Having just completed the Olympic Trials in Track & Field, I found Garret Kramer’s book Stillpower extremely helpful in changing my mindset of how I enter and come out of races. One section that particularly hit home was idea of forcing thoughts verses letting thoughts flow.
“When Tiger (Woods) was young, his father constanty reminded him about the out-of-bounds stakes and water hazards that existed on all golf courses. As opposed to most sports psychologists or golf coaches who would instruct their players not to think about these hazards, Earl Woods knew that, from time to time, during a tournament, a thought about these danger spots was bound to pop into his son’s head. As a result, Tiger learned not to be duped by his own thoughts. Major championships followed.”

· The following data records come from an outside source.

/// One row of an election table: one geographic unit.
#[derive(PartialEq, Debug, Clone)]
pub struct Record {
    schema: Arc<Schema>,
    values: Vec<Value>,
}

impl Record {
    pub fn get(&self, name: &str) -> Option<&Value> {
        self.schema.position(name).map(|idx| &self.values[idx])
    }

    pub fn values(&self) -> &[Value] {
        &self.values
    }

    pub fn columns(&self) -> &[String] {
        self.schema.columns()
    }

    /// The identifier of the state, rendered as text.
    pub fn state(&self) -> Option<String> {
        self.get(fields::STATE).map(|v| v.to_string())
    }

    /// The identifier of the municipality, rendered as text.
    pub fn municipality(&self) -> Option<String> {
        self.get(fields::MUNICIPALITY).map(|v| v.to_string())
    }

    /// The numeric content of a field. Empty cells are `None`.
    pub fn number(&self, name: &str) -> ReduceResult<Option<f64>> {
        match self.get(name) {
            None => UnknownMetricSnafu { metric: name }.fail(),
            Some(Value::Number(x)) => Ok(Some(*x)),
            Some(Value::Empty) => Ok(None),
            Some(Value::Text(s)) => NotNumericSnafu {
                metric: name,
                value: s.clone(),
            }
            .fail(),
        }
    }

    pub(crate) fn extended(&self, schema: &Arc<Schema>, extra: &[Value]) -> Record {
        let mut values = self.values.clone();
        values.extend_from_slice(extra);
        Record {
            schema: schema.clone(),
            values,
        }
    }
}

/// A pre-aggregated census table, one record per state or per municipality.
///
/// Tables are read-only once built. The reducer functions never modify them.
#[derive(PartialEq, Debug, Clone)]
pub struct ElectionTable {
    level: Level,
    schema: Arc<Schema>,
    records: Vec<Record>,
}

impl ElectionTable {
    /// Builds a table from raw rows.
    ///
    /// Every row must have as many values as there are columns. A `state`
    /// column is always required, and a `municipality` column at the
    /// municipality level.
    pub fn new(level: Level, columns: Vec<String>, rows: Vec<Vec<Value>>) -> ReduceResult<Self> {
        let schema = Arc::new(Schema::new(columns)?);
        ensure!(
            schema.contains(fields::STATE),
            UnknownMetricSnafu {
                metric: fields::STATE
            }
        );
        if level == Level::Municipality {
            ensure!(
                schema.contains(fields::MUNICIPALITY),
                UnknownMetricSnafu {
                    metric: fields::MUNICIPALITY
                }
            );
        }
        let identifiers: Vec<usize> = (0..schema.len())
            .filter(|idx| is_identifier(&schema.columns()[*idx]))
            .collect();
        let mut records: Vec<Record> = Vec::with_capacity(rows.len());
        for (row, mut values) in rows.into_iter().enumerate() {
            ensure!(
                values.len() == schema.len(),
                RowWidthSnafu {
                    row,
                    expected: schema.len(),
                    found: values.len()
                }
            );
            for idx in identifiers.iter() {
                if let Value::Number(_) = values[*idx] {
                    values[*idx] = Value::Text(values[*idx].to_string());
                }
            }
            records.push(Record {
                schema: schema.clone(),
                values,
            });
        }
        Ok(ElectionTable {
            level,
            schema,
            records,
        })
    }

    pub(crate) fn from_records(level: Level, schema: Arc<Schema>, records: Vec<Record>) -> Self {
        ElectionTable {
            level,
            schema,
            records,
        }
    }

    pub fn level(&self) -> Level {
        self.level
    }

    pub fn schema(&self) -> &Arc<Schema> {
        &self.schema
    }

    pub fn columns(&self) -> &[String] {
        self.schema.columns()
    }

    pub fn records(&self) -> &[Record] {
        &self.records
    }

    pub fn len(&self) -> usize {
        self.records.len()
    }

    pub fn is_empty(&self) -> bool {
        self.records.is_empty()
    }

    pub(crate) fn check_metric(&self, metric: &str) -> ReduceResult<()> {
        ensure!(self.schema.contains(metric), UnknownMetricSnafu { metric });
        Ok(())
    }
}

// ********* Selection data structures ***********

/// The four pre-aggregated datasets: geography level x election round.
#[derive(Eq, PartialEq, Debug, Clone, Copy, Hash, Ord, PartialOrd)]
pub enum DatasetId {
    StateRound1,
    StateRound2,
    MunicipalityRound1,
    MunicipalityRound2,
}

impl DatasetId {
    /// All the datasets, in the order they are offered for selection.
    pub const ALL: [DatasetId; 4] = [
        DatasetId::StateRound1,
        DatasetId::StateRound2,
        DatasetId::MunicipalityRound1,
        DatasetId::MunicipalityRound2,
    ];

    pub fn as_str(&self) -> &'static str {
        match self {
            DatasetId::StateRound1 => "state/round-1",
            DatasetId::StateRound2 => "state/round-2",
            DatasetId::MunicipalityRound1 => "municipality/round-1",
            DatasetId::MunicipalityRound2 => "municipality/round-2",
        }
    }

    /// The label shown in the original dashboard selector.
    pub fn label(&self) -> &'static str {
        match self {
            DatasetId::StateRound1 => "Estadual - 1º turno",
            DatasetId::StateRound2 => "Estadual - 2º turno",
            DatasetId::MunicipalityRound1 => "Municipal - 1º turno",
            DatasetId::MunicipalityRound2 => "Municipal - 2º turno",
        }
    }

    pub fn level(&self) -> Level {
        match self {
            DatasetId::StateRound1 | DatasetId::StateRound2 => Level::State,
            DatasetId::MunicipalityRound1 | DatasetId::MunicipalityRound2 => Level::Municipality,
        }
    }

    pub fn round(&self) -> u8 {
        match self {
            DatasetId::StateRound1 | DatasetId::MunicipalityRound1 => 1,
            DatasetId::StateRound2 | DatasetId::MunicipalityRound2 => 2,
        }
    }
}

impl Display for DatasetId {
    fn fmt(&self, f: &mut std::fmt::Formatter<'_>) -> std::fmt::Result {
        write!(f, "{}", self.as_str())
    }
}

impl FromStr for DatasetId {
    type Err = ReduceError;

    fn from_str(s: &str) -> Result<Self, Self::Err> {
        DatasetId::ALL
            .iter()
            .find(|id| id.as_str() == s || id.label() == s)
            .cloned()
            .context(NotFoundSnafu { id: s })
    }
}

/// Identifies one record: a state, or a municipality within a state.
#[derive(Eq, PartialEq, Debug, Clone, Hash)]
pub enum LookupKey {
    State(String),
    Municipality { state: String, municipality: String },
}

impl LookupKey {
    pub fn state(state: &str) -> LookupKey {
        LookupKey::State(state.to_string())
    }

    pub fn municipality(state: &str, municipality: &str) -> LookupKey {
        LookupKey::Municipality {
            state: state.to_string(),
            municipality: municipality.to_string(),
        }
    }

    pub(crate) fn matches(&self, record: &Record) -> bool {
        match self {
            LookupKey::State(s) => record.state().as_deref() == Some(s.as_str()),
            LookupKey::Municipality {
                state,
                municipality,
            } => {
                record.state().as_deref() == Some(state.as_str())
                    && record.municipality().as_deref() == Some(municipality.as_str())
            }
        }
    }
}

impl Display for LookupKey {
    fn fmt(&self, f: &mut std::fmt::Formatter<'_>) -> std::fmt::Result {
        match self {
            LookupKey::State(s) => write!(f, "{}", s),
            LookupKey::Municipality {
                state,
                municipality,
            } => write!(f, "{}/{}", state, municipality),
        }
    }
}

#[derive(Eq, PartialEq, Debug, Clone, Copy)]
pub enum Order {
    Ascending,
    Descending,
}

// ******** Output data structures *********

/// The share of male and female voters of one unit, in percent.
#[derive(PartialEq, Debug, Clone, Copy)]
pub struct SexSplit {
    pub male_percent: f64,
    pub female_percent: f64,
}

/// A record whose mutually exclusive percentages do not add up to 100.
#[derive(PartialEq, Debug, Clone)]
pub struct PartitionViolation {
    pub row: usize,
    pub label: String,
    /// "education" or "sex"
    pub partition: &'static str,
    pub sum: f64,
}

// ******** Errors *********

pub type BoxError = Box<dyn std::error::Error + Send + Sync>;

#[derive(Eq, PartialEq, Debug, Clone, Copy)]
pub enum SelectionKind {
    Dataset,
    State,
    Municipality,
}

impl Display for SelectionKind {
    fn fmt(&self, f: &mut std::fmt::Formatter<'_>) -> std::fmt::Result {
        match self {
            SelectionKind::Dataset => write!(f, "dataset"),
            SelectionKind::State => write!(f, "state"),
            SelectionKind::Municipality => write!(f, "municipality"),
        }
    }
}

/// Errors surfaced by the registry, the reducer and the selection state.
///
/// None of them is fatal by itself: it is up to the caller to decide how to
/// report them.
#[derive(Debug, Snafu)]
#[snafu(visibility(pub(crate)))]
pub enum ReduceError {
    #[snafu(display("Unknown dataset {id:?}"))]
    NotFound { id: String },
    #[snafu(display("Unknown metric {metric:?}"))]
    UnknownMetric { metric: String },
    #[snafu(display("No record found for {key}"))]
    KeyNotFound { key: LookupKey },
    #[snafu(display("Found {count} records for {key}, expected exactly one"))]
    DuplicateKey { key: LookupKey, count: usize },
    #[snafu(display("Invalid {kind} selection {id:?}"))]
    InvalidSelection { kind: SelectionKind, id: String },
    #[snafu(display("Metric {metric:?} holds the non-numeric value {value:?}"))]
    NotNumeric { metric: String, value: String },
    #[snafu(display("Failed to load dataset {id}"))]
    Load { id: DatasetId, source: BoxError },
    #[snafu(display("Dataset {id} was loaded as a {level}-level table"))]
    LevelMismatch { id: DatasetId, level: Level },
    #[snafu(display("Row {row} has {found} values, expected {expected}"))]
    RowWidth {
        row: usize,
        expected: usize,
        found: usize,
    },
    #[snafu(display("Column {column:?} appears more than once"))]
    DuplicateColumn { column: String },
}

pub type ReduceResult<T> = Result<T, ReduceError>;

As a long distance runner, we sometimes have thoughts about whether we will physically be able to finish a workout or race. We all have thoughts of quitting. The difference lies in wether we dwell on this thought and take action on it, or wether we let the thought pass as quickly as it came. We have thousands of thoughts going through our minds all the time, and it’s okay to have fears. The key is recognizing it’s a thought that you do not have to act on. This spring I heard Billy Mills, the American 10k Olympic gold medalist in the 1964 Tokyo Olympics, speak in person. He said that he thought about quitting ‘every lap’ of the 10k – that’s 25 laps. E-v-e-r-y single lap he thought about quitting. Often times, I think we try to force ourselves to be positive. When a negative thought enters our mind, we try to control it and shove it out. If we just allow ourselves to be who we are, and let the thoughts come and go, our mind actually becomes more still and peaceful. This is the theme of Stillpower, and it’s the biggest thing I took with me as I entered the Olympic Trials this past week. There seems to be a resurgence in the benefits of meditation and health in the media, and this book re-enforces many of those elements. I’d recommend Stillpower to all coaches, parents, and athletes looking to improve athletic performance or simply looking for a more peaceful way to live.